EXERCISE INSTRUCTIONS: Read through the entries below and return each line with the word "Quarter".

*** INFORMATION PROVIDED Section Begins ***

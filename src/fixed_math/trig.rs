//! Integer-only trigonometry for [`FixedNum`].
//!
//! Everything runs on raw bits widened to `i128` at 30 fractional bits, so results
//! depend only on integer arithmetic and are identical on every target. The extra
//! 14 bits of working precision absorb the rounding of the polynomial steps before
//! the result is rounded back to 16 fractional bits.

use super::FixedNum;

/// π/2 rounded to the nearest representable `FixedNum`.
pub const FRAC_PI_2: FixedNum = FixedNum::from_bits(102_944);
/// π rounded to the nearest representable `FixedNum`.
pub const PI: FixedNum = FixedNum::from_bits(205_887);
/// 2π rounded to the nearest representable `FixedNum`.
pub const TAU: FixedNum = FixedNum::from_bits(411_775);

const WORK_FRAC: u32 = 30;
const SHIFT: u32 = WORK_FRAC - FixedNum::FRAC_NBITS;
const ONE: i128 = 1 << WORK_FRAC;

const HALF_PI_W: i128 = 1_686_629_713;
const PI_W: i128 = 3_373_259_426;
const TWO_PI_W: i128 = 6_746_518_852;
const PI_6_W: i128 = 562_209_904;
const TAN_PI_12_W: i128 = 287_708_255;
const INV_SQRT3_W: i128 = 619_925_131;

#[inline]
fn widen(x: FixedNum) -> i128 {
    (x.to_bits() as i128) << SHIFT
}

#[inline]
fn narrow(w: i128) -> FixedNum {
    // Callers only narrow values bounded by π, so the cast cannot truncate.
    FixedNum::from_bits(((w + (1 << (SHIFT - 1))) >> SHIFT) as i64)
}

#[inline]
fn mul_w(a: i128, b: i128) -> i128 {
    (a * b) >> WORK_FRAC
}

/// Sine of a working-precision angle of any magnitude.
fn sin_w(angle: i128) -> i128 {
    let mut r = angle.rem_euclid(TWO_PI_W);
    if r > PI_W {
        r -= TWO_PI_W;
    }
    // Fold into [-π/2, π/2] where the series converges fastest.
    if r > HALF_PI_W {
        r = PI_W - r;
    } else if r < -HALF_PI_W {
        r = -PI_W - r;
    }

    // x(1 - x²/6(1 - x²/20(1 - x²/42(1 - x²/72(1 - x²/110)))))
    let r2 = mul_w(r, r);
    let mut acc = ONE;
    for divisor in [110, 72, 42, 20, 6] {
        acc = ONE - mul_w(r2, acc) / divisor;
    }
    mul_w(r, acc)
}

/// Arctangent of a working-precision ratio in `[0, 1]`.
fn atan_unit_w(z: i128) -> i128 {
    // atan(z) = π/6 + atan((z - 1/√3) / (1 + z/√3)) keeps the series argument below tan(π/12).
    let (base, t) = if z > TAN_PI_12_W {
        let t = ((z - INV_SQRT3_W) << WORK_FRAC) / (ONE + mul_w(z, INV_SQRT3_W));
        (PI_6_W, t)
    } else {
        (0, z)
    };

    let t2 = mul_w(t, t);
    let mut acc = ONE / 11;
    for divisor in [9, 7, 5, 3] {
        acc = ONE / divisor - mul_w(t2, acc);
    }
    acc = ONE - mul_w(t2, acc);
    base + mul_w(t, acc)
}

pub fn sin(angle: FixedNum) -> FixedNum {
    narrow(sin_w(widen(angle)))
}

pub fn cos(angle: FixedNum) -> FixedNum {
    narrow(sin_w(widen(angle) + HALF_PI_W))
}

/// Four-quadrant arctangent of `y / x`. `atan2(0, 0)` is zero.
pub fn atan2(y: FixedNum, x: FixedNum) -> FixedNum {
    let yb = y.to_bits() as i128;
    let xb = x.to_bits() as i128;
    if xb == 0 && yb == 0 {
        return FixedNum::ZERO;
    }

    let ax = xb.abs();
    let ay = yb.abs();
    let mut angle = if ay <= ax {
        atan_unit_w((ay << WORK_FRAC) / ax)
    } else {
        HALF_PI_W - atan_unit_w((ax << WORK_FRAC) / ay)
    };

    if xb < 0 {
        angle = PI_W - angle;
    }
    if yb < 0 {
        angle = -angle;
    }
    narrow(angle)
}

*** INFORMATION PROVIDED Section Ends ***
*** INFORMATION PROVIDED Section Begins ***

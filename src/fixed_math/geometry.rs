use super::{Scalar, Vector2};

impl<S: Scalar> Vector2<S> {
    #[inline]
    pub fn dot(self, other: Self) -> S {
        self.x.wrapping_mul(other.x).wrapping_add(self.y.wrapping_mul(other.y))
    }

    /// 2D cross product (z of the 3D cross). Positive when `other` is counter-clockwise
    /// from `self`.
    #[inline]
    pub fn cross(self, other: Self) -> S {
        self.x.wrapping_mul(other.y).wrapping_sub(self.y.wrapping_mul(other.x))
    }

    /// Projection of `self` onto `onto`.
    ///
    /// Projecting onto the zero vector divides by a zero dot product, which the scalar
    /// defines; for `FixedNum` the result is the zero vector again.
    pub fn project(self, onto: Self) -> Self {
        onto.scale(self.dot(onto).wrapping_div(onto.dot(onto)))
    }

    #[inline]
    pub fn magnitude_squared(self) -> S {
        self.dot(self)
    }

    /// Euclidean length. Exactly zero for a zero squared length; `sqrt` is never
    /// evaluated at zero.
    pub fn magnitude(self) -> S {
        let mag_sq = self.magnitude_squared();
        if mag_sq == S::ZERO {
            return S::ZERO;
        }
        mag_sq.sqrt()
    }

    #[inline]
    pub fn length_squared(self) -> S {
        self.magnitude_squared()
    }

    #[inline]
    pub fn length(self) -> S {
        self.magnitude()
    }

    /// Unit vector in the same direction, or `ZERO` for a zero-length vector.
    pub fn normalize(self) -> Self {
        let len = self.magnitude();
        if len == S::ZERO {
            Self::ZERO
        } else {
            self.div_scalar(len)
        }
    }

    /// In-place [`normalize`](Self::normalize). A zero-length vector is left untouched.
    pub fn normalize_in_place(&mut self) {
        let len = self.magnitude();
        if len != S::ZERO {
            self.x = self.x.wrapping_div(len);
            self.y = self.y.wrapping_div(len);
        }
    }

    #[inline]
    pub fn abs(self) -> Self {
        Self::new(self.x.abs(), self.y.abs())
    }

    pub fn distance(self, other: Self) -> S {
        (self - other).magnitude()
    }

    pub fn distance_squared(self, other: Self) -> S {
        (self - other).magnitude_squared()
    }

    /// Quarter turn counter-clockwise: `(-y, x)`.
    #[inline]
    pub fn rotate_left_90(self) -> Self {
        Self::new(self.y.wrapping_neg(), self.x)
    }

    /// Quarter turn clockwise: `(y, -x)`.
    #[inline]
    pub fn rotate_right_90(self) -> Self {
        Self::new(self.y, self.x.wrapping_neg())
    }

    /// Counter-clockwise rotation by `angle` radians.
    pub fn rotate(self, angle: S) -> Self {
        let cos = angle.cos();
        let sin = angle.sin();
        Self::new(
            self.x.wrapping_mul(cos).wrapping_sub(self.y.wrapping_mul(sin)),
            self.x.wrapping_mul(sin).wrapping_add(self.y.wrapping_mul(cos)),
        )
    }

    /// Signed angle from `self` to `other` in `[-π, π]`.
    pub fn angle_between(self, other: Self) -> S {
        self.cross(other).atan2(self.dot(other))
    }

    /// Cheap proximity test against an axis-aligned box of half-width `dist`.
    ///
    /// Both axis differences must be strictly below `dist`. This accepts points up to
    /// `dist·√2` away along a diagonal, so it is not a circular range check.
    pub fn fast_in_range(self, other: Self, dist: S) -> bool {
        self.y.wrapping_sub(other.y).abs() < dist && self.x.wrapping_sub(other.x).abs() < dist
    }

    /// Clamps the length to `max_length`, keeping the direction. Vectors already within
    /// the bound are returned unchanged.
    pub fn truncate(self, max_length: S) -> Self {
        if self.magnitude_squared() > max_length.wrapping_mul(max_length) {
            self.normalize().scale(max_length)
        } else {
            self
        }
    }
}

*** INFORMATION PROVIDED Section Ends ***

ANSWER SECTION:
    /// Quarter turn counter-clockwise: `(-y, x)`.
    /// Quarter turn clockwise: `(y, -x)`.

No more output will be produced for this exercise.